What is needed
Return the lines of the data below in which the string "join" occurs.

** Exercise data follows **

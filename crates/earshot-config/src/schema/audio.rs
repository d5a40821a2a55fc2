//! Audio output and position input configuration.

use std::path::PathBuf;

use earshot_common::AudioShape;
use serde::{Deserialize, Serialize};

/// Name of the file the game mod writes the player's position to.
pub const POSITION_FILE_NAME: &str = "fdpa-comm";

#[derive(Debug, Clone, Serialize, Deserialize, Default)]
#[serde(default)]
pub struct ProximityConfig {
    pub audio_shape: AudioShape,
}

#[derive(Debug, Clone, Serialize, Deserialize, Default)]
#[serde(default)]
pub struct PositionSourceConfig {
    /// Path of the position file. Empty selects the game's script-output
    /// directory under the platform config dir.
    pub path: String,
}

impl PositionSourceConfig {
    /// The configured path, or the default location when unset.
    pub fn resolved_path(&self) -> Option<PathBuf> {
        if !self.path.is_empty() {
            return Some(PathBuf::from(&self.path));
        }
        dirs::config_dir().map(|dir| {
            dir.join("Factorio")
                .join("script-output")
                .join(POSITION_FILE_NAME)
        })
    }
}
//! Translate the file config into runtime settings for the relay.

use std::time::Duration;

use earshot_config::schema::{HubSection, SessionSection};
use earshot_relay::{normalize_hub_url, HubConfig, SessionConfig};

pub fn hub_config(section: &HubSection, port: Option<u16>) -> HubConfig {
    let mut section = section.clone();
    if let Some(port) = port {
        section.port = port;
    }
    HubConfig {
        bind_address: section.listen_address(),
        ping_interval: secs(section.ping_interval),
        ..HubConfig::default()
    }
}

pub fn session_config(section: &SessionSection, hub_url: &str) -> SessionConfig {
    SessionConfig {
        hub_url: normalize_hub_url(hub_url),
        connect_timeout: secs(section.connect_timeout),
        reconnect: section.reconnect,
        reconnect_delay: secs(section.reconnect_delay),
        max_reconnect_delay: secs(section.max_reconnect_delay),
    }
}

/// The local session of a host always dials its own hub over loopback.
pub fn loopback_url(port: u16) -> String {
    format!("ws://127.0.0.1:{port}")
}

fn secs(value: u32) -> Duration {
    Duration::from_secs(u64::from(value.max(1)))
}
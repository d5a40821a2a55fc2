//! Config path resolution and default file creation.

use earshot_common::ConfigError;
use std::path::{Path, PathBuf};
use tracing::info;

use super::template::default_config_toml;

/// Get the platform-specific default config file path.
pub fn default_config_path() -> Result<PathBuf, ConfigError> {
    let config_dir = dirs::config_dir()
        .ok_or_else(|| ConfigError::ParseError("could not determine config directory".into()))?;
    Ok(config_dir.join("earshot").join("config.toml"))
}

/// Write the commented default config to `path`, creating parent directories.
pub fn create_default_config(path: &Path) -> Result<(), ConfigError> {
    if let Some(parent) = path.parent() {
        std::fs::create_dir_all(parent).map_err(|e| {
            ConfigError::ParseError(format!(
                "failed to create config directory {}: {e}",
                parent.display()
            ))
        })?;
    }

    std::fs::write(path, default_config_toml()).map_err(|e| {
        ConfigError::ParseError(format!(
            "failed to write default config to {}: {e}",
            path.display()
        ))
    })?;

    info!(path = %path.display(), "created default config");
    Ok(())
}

** End of Exercise data **
** Exercise data follows **

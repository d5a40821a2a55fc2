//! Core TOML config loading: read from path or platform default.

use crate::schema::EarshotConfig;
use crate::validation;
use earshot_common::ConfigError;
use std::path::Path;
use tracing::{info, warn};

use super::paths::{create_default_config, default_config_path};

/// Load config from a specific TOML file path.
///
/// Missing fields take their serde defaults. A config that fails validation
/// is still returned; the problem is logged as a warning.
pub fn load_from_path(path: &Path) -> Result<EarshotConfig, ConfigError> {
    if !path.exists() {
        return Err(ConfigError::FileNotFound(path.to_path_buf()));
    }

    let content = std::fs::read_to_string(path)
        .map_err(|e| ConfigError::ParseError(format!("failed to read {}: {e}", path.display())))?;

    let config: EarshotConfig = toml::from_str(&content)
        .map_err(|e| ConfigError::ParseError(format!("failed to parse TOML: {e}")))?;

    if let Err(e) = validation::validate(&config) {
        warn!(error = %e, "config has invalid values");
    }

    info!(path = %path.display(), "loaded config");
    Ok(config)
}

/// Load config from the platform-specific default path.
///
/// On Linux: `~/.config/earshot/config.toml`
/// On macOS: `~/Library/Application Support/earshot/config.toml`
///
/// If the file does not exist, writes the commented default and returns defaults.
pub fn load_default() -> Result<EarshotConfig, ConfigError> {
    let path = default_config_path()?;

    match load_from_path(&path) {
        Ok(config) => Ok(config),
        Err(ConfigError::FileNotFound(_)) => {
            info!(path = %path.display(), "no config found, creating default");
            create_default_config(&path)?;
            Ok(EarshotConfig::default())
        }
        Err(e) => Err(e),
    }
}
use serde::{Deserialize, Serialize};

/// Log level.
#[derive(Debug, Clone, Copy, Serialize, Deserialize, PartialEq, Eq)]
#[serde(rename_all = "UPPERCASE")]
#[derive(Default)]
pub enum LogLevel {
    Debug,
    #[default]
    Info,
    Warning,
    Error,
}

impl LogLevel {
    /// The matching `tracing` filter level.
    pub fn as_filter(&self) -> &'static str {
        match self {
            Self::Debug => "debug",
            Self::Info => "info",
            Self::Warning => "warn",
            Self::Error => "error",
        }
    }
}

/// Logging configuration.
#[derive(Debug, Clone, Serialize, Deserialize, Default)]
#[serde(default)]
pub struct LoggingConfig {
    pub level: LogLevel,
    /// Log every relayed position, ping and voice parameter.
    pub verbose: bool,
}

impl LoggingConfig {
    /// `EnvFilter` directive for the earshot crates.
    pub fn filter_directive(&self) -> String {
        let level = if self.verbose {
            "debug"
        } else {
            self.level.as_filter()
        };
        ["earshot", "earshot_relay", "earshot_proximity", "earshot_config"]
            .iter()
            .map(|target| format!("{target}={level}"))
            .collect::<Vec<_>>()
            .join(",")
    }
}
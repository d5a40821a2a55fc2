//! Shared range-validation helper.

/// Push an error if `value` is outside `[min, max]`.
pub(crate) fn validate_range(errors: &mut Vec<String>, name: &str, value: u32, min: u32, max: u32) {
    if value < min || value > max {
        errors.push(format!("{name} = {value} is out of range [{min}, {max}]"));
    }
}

** End of Exercise data **

Task output
            dir.join("Factorio")
                .join("script-output")
                .join(POSITION_FILE_NAME)
    Ok(config_dir.join("earshot").join("config.toml"))
            .join(",")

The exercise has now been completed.